Déclin au destin




J'ai suivi la course du soleil, m'éveillant aux premières lueurs du jour, et vivant tant que la lumière perdurait dans le ciel, sans vraiment comprendre que le soir montant marquait ma fin. J'ai tremblé des battements hésitants de mon cœur, des battements irréguliers de mes ailes.

J'ai vécu ivre de liberté et du vent sur ma peau. J'ai vécu en zigzag entre les rayons du soleil, le cœur explosant de joie, débordant d'un amour dont je ne saisissais même pas l'ampleur.


« J'adore cette sensation d'avoir des ailes dans le dos et un papillon dans le cœur »


J'étais une part infime du monde, coincée dans un présent lumineux. Les jugements, les préoccupations matérielles et les pensées complexes tombaient par milliers à mes pieds. On me les jetait en masse, sans jamais parvenir à m'atteindre. Je voguais sur les eaux-vives de la vie comme une feuille verte, tournoyante d'innocence au milieu des épaves morcelées et des voiliers brisés.


Je n'étais pas puissant, imposant ou fort. Mais j'étais invincible. Je ne savais pas pleurer ce que je perdais. Je ne savais que me réjouir de ce que j'avais eu. La vie n'était pas à réfléchir. Je me laissais porter par le bonheur, sans considérations pour ce qui tombait autour de moi. J'éclairais les ténèbres sans y penser, sans même réaliser que d'autres souffraient. Que d'autres n'avaient jamais appris à se servir de leurs ailes. Que certains même ignoraient qu'ils en avaient.

Oui, je le reconnais aujourd'hui. Je savais éclairer, mais je ne savais pas recevoir la lumière des autres. C'est sans doute mon seul regret, un infime pincement dans le battement serein de mon cœur.





Cette journée aux couleurs vives a été la plus longue de ma vie.
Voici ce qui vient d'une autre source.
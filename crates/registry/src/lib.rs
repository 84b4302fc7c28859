//! File-registry synchronization core.
//!
//! Orchestrates the ledger client and account watcher to keep an ordered,
//! per-account list of file records materialized in memory, and to append
//! new records after an object-store upload succeeds. See
//! [`FileRegistrySync`] for the sync semantics (wholesale rebuilds,
//! last-started-wins, fail-safe on partial reads).

pub mod config;
pub mod errors;
pub mod sync;
pub mod watcher;

pub use config::RegistryConfig;
pub use errors::{RegistryError, Result};
pub use sync::{FileRegistrySync, SyncPhase};
pub use watcher::{account_channel, AccountFeed, AccountHandle, AccountWatcher};
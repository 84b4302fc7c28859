//! HTTP backend for an IPFS-style object store API.

use crate::errors::{Result, StoreError};
use crate::store::ObjectStore;
use async_trait::async_trait;
use chaindrive_types::gateway_url;
use serde::Deserialize;
use tracing::debug;

/// Client for a store node's `add` endpoint plus its public read gateway.
#[derive(Clone, Debug)]
pub struct HttpObjectStore {
    client: reqwest::Client,
    api_base: String,
    gateway_base: String,
}

impl HttpObjectStore {
    pub fn new(api_base: impl Into<String>, gateway_base: impl Into<String>) -> Self {
        Self {
            client: reqwest::Client::new(),
            api_base: api_base.into(),
            gateway_base: gateway_base.into(),
        }
    }

    pub fn api_base(&self) -> &str {
        &self.api_base
    }

    /// Public URL the stored bytes can be fetched from.
    pub fn retrieval_url(&self, content_id: &str) -> String {
        gateway_url(&self.gateway_base, content_id)
    }

    fn add_endpoint(&self) -> String {
        format!("{}/api/v0/add", self.api_base.trim_end_matches('/'))
    }
}

#[async_trait]
impl ObjectStore for HttpObjectStore {
    async fn upload(&self, bytes: Vec<u8>) -> Result<String> {
        let size = bytes.len();
        let response = self
            .client
            .post(self.add_endpoint())
            .body(bytes)
            .send()
            .await?;
        let status = response.status();

        if !status.is_success() {
            return Err(StoreError::UploadFailed(format!(
                "store rejected upload (status {status})"
            )));
        }

        let dto = response.json::<AddResponse>().await?;
        if dto.hash.is_empty() {
            return Err(StoreError::UploadFailed(
                "store acknowledged without a content id".to_string(),
            ));
        }

        debug!(content_id = %dto.hash, size, "object store upload acknowledged");
        Ok(dto.hash)
    }
}

#[derive(Debug, Deserialize)]
struct AddResponse {
    #[serde(alias = "Hash")]
    hash: String,
}

#[cfg(test)]
mod tests {
    use super::*;

    #[test]
    fn test_add_endpoint_and_retrieval_url() {
        let store = HttpObjectStore::new("http://127.0.0.1:5001/", "https://ipfs.io/ipfs");
        assert_eq!(store.add_endpoint(), "http://127.0.0.1:5001/api/v0/add");
        assert_eq!(store.retrieval_url("QmAbc"), "https://ipfs.io/ipfs/QmAbc");
    }
}
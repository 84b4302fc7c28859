//! In-memory ledger backend (for testing and local mode).

use crate::client::LedgerClient;
use crate::errors::{LedgerError, Result};
use async_trait::async_trait;
use chaindrive_types::{AccountId, FileRecord, TxReceipt};
use parking_lot::RwLock;
use std::collections::HashMap;
use std::sync::Arc;

/// Append-only per-account record store held in process memory.
#[derive(Clone)]
pub struct MemoryLedger {
    inner: Arc<MemoryLedgerInner>,
}

struct MemoryLedgerInner {
    /// Account -> records in insertion order.
    records: RwLock<HashMap<AccountId, Vec<FileRecord>>>,

    /// Minimum cost ceiling an append must carry; lower submissions are
    /// rejected, mirroring an underfunded transaction.
    cost_floor: u64,

    network_id: String,
}

impl MemoryLedger {
    pub fn new() -> Self {
        Self::with_cost_floor(0)
    }

    pub fn with_cost_floor(cost_floor: u64) -> Self {
        Self {
            inner: Arc::new(MemoryLedgerInner {
                records: RwLock::new(HashMap::new()),
                cost_floor,
                network_id: "local".to_string(),
            }),
        }
    }

    pub fn with_network_id(network_id: impl Into<String>) -> Self {
        Self {
            inner: Arc::new(MemoryLedgerInner {
                records: RwLock::new(HashMap::new()),
                cost_floor: 0,
                network_id: network_id.into(),
            }),
        }
    }

    /// Seed a record directly, bypassing the append path (test setup).
    pub fn seed(&self, account: &AccountId, record: FileRecord) {
        let mut records = self.inner.records.write();
        records.entry(account.clone()).or_default().push(record);
    }

    fn tx_hash(account: &AccountId, index: u64, content_id: &str) -> String {
        let mut hasher = blake3::Hasher::new();
        hasher.update(account.as_str().as_bytes());
        hasher.update(&index.to_be_bytes());
        hasher.update(content_id.as_bytes());
        format!("0x{}", hex::encode(hasher.finalize().as_bytes()))
    }
}

impl Default for MemoryLedger {
    fn default() -> Self {
        Self::new()
    }
}

#[async_trait]
impl LedgerClient for MemoryLedger {
    async fn network_id(&self) -> Result<String> {
        Ok(self.inner.network_id.clone())
    }

    async fn count(&self, account: &AccountId) -> Result<u64> {
        let records = self.inner.records.read();
        Ok(records.get(account).map(|list| list.len()).unwrap_or(0) as u64)
    }

    async fn record_at(&self, account: &AccountId, index: u64) -> Result<FileRecord> {
        let records = self.inner.records.read();
        let list = records.get(account).map(Vec::as_slice).unwrap_or(&[]);
        list.get(index as usize)
            .cloned()
            .ok_or(LedgerError::IndexOutOfRange {
                index,
                len: list.len() as u64,
            })
    }

    async fn append(
        &self,
        account: &AccountId,
        record: &FileRecord,
        cost_ceiling: u64,
    ) -> Result<TxReceipt> {
        if cost_ceiling < self.inner.cost_floor {
            return Err(LedgerError::AppendRejected(format!(
                "cost ceiling {cost_ceiling} below required {}",
                self.inner.cost_floor
            )));
        }

        let mut records = self.inner.records.write();
        let list = records.entry(account.clone()).or_default();
        let index = list.len() as u64;
        list.push(record.clone());

        Ok(TxReceipt {
            tx_hash: Self::tx_hash(account, index, &record.content_id),
            block_number: Some(index + 1),
            resource_used: self.inner.cost_floor.min(cost_ceiling),
        })
    }
}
Et je suis reconnaissante au monde de m'avoir permis de vivre à nouveau un instant de printemps.


Un dernier instant.





Finalement, les dernières secondes d'une vie sont comme les premières. Elles sont empreintes d'une angoisse profonde et d'une excitation incroyable. Que va-t-il se passer ensuite ? Mon esprit papillonne de pensées en émotions.

Ais-je peur ? Oui, sans l'ombre d'un doute. Mais cela ne m'empêche pas d'être heureux. Car ce que je vivrais sera peut-être encore plus merveilleux que ce que j'ai vécu.


Mes ailes se replient sur mon corps las, comme un cocon de chaleur. Autour de moi, l'air se refroidit et le silence se fait. Le chant des grillons entame sa lente symphonie aux airs de sommeil. Le soleil fait disparaître ses derniers rayons éclatants à l'horizon. Les champs de blés sont or, le ciel est aussi rose que les fleurs qui ont rythmé ma vie.


« Le coucher de soleil est la preuve que les fins peuvent être belles. »


Encore une fois, je sais bien que je ne disparais pas.


Il y a, dans mon sillage, les pulsations effrénées de cœurs qui battent.


Il y a, dans la trace indistincte de mes pas, des esprits qui se construisent, pas à pas, et qui s'amènent peu à peu au printemps chenille.


Il y a, au-delà de ma mort, au-delà même de ma vie, des êtres qui vivront de sourires et d'amour.





Il y a, bien au-delà de tout cela, des ailes sur ces cœurs battants.





Le dernier battement de cœur s'envole au vent,

Un souffle qui s'éteint, dans un instant d'amour,

Un esprit papillon qui s'éloigne à son tour

Des tourments de la vie et des saveurs du vent.





Je ne crois pas que le temps ait une importance dans le bonheur de vivre. Cette journée, un fragment d'éternité gravé au creux de mes ailes, a été la plus belle qu'un être puisse vivre. Mon corps se pose à présent, oui. Il vieillit, c'est vrai.

Mais si je meurs, c'est pour mieux me préparer à renaître.





Et mon cœur, lui, ne cessera jamais de voler.


« Si le papillon s'est brûlé les ailes à la lumière, la lumière a connu les ailes du papillon et les a aimées. »

Evangile de la Colombe








Chaque fois que votre cœur se met à battre, vos ailes se déploient.